Problem to work on: Locate the string "PhysicalRatings" in the records below. Copy every line where it occurs.

Material to process:

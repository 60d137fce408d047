use chrono::{DateTime, Utc};
use serde::{Deserialize, Serialize};

/// Identifier wrapper for stored evaluations.
#[derive(Debug, Clone, PartialEq, Eq, Hash, PartialOrd, Ord, Serialize, Deserialize)]
pub struct EvaluationId(pub String);

/// Owner of an evaluation. Cohorts are always drawn from a single owner.
#[derive(Debug, Clone, PartialEq, Eq, Hash, Serialize, Deserialize)]
pub struct OwnerId(pub String);

/// One user-authored assessment of a single apartment.
#[derive(Debug, Clone, PartialEq, Serialize, Deserialize)]
pub struct EvaluationRecord {
    pub id: EvaluationId,
    pub owner: OwnerId,
    pub created_at: DateTime<Utc>,
    #[serde(default)]
    pub is_draft: bool,
    #[serde(default)]
    pub address: Option<String>,
    #[serde(flatten)]
    pub figures: ApartmentFigures,
    #[serde(default)]
    pub ratings: PhysicalRatings,
    #[serde(default)]
    pub notes: Option<String>,
}

/// Quantitative listing and association figures. Every value is optional.
#[derive(Debug, Clone, Default, PartialEq, Serialize, Deserialize)]
pub struct ApartmentFigures {
    #[serde(default)]
    pub floor_area: Option<f64>,
    #[serde(default)]
    pub asking_price: Option<f64>,
    #[serde(default)]
    pub final_price: Option<f64>,
    #[serde(default)]
    pub monthly_fee: Option<f64>,
    /// Pre-stored fee per square meter; wins over `monthly_fee / floor_area`.
    #[serde(default)]
    pub fee_per_sqm: Option<f64>,
    #[serde(default)]
    pub rooms: Option<String>,
    #[serde(default)]
    pub debt_per_sqm: Option<f64>,
    #[serde(default)]
    pub cashflow_per_sqm: Option<f64>,
}

/// Eight independent 1-5 condition ratings.
#[derive(Debug, Clone, Default, PartialEq, Eq, Serialize, Deserialize)]
pub struct PhysicalRatings {
    #[serde(default)]
    pub layout: Option<RatedAspect>,
    #[serde(default)]
    pub kitchen: Option<RatedAspect>,
    #[serde(default)]
    pub bathroom: Option<RatedAspect>,
    #[serde(default)]
    pub bedrooms: Option<RatedAspect>,
    #[serde(default)]
    pub surfaces: Option<RatedAspect>,
    #[serde(default)]
    pub storage: Option<RatedAspect>,
    #[serde(default)]
    pub light: Option<RatedAspect>,
    #[serde(default)]
    pub balcony: Option<RatedAspect>,
}

#[derive(Debug, Clone, PartialEq, Eq, Serialize, Deserialize)]
pub struct RatedAspect {
    pub rating: u8,
    #[serde(default, skip_serializing_if = "Option::is_none")]
    pub comment: Option<String>,
}

impl RatedAspect {
    pub fn new(rating: u8) -> Self {
        Self {
            rating,
            comment: None,
        }
    }

    pub fn with_comment(rating: u8, comment: impl Into<String>) -> Self {
        Self {
            rating,
            comment: Some(comment.into()),
        }
    }
}

/// Rated physical aspects of an apartment.
#[derive(Debug, Clone, Copy, PartialEq, Eq, Hash, Serialize, Deserialize)]
#[serde(rename_all = "snake_case")]
pub enum PhysicalAspect {
    Layout,
    Kitchen,
    Bathroom,
    Bedrooms,
    Surfaces,
    Storage,
    Light,
    Balcony,
}

impl PhysicalAspect {
    pub const ALL: [PhysicalAspect; 8] = [
        PhysicalAspect::Layout,
        PhysicalAspect::Kitchen,
        PhysicalAspect::Bathroom,
        PhysicalAspect::Bedrooms,
        PhysicalAspect::Surfaces,
        PhysicalAspect::Storage,
        PhysicalAspect::Light,
        PhysicalAspect::Balcony,
    ];

    pub fn label(&self) -> &'static str {
        match self {
            PhysicalAspect::Layout => "Layout",
            PhysicalAspect::Kitchen => "Kitchen",
            PhysicalAspect::Bathroom => "Bathroom",
            PhysicalAspect::Bedrooms => "Bedrooms",
            PhysicalAspect::Surfaces => "Surface condition",
            PhysicalAspect::Storage => "Storage",
            PhysicalAspect::Light => "Natural light",
            PhysicalAspect::Balcony => "Balcony / outdoor space",
        }
    }
}

impl PhysicalRatings {
    pub fn get(&self, aspect: PhysicalAspect) -> Option<&RatedAspect> {
        match aspect {
            PhysicalAspect::Layout => self.layout.as_ref(),
            PhysicalAspect::Kitchen => self.kitchen.as_ref(),
            PhysicalAspect::Bathroom => self.bathroom.as_ref(),
            PhysicalAspect::Bedrooms => self.bedrooms.as_ref(),
            PhysicalAspect::Surfaces => self.surfaces.as_ref(),
            PhysicalAspect::Storage => self.storage.as_ref(),
            PhysicalAspect::Light => self.light.as_ref(),
            PhysicalAspect::Balcony => self.balcony.as_ref(),
        }
    }

    pub fn slot_mut(&mut self, aspect: PhysicalAspect) -> &mut Option<RatedAspect> {
        match aspect {
            PhysicalAspect::Layout => &mut self.layout,
            PhysicalAspect::Kitchen => &mut self.kitchen,
            PhysicalAspect::Bathroom => &mut self.bathroom,
            PhysicalAspect::Bedrooms => &mut self.bedrooms,
            PhysicalAspect::Surfaces => &mut self.surfaces,
            PhysicalAspect::Storage => &mut self.storage,
            PhysicalAspect::Light => &mut self.light,
            PhysicalAspect::Balcony => &mut self.balcony,
        }
    }

    /// Ratings that are present, paired with their aspect.
    pub fn present(&self) -> impl Iterator<Item = (PhysicalAspect, u8)> + '_ {
        PhysicalAspect::ALL
            .into_iter()
            .filter_map(move |aspect| self.get(aspect).map(|rated| (aspect, rated.rating)))
    }

    pub fn validate(&self) -> Result<(), ValidationError> {
        for (aspect, rating) in self.present() {
            if !(1..=5).contains(&rating) {
                return Err(ValidationError::RatingOutOfRange { aspect, rating });
            }
        }
        Ok(())
    }
}

/// Create payload for a new evaluation; identity is assigned on insert.
#[derive(Debug, Clone, Default, PartialEq, Serialize, Deserialize)]
pub struct EvaluationDraft {
    #[serde(default)]
    pub is_draft: bool,
    #[serde(default)]
    pub address: Option<String>,
    #[serde(flatten)]
    pub figures: ApartmentFigures,
    #[serde(default)]
    pub ratings: PhysicalRatings,
    #[serde(default)]
    pub notes: Option<String>,
}

impl EvaluationDraft {
    pub fn validate(&self) -> Result<(), ValidationError> {
        self.ratings.validate()?;

        let figures = &self.figures;
        let non_negative = [
            ("floor_area", figures.floor_area),
            ("asking_price", figures.asking_price),
            ("final_price", figures.final_price),
            ("monthly_fee", figures.monthly_fee),
            ("fee_per_sqm", figures.fee_per_sqm),
        ];
        for (field, value) in non_negative {
            if let Some(value) = value {
                if !value.is_finite() || value < 0.0 {
                    return Err(ValidationError::InvalidAmount { field, value });
                }
            }
        }

        Ok(())
    }

    pub fn into_record(
        self,
        id: EvaluationId,
        owner: OwnerId,
        created_at: DateTime<Utc>,
    ) -> EvaluationRecord {
        EvaluationRecord {
            id,
            owner,
            created_at,
            is_draft: self.is_draft,
            address: self.address,
            figures: self.figures,
            ratings: self.ratings,
            notes: self.notes,
        }
    }
}

/// Rejection raised when a draft cannot become a stored evaluation.
#[derive(Debug, Clone, PartialEq, thiserror::Error)]
pub enum ValidationError {
    #[error("{} rating must be between 1 and 5, got {rating}", aspect.label())]
    RatingOutOfRange { aspect: PhysicalAspect, rating: u8 },
    #[error("{field} must be a non-negative number, got {value}")]
    InvalidAmount { field: &'static str, value: f64 },
}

Finished exercise:
    pub ratings: PhysicalRatings,
pub struct PhysicalRatings {
impl PhysicalRatings {
    pub ratings: PhysicalRatings,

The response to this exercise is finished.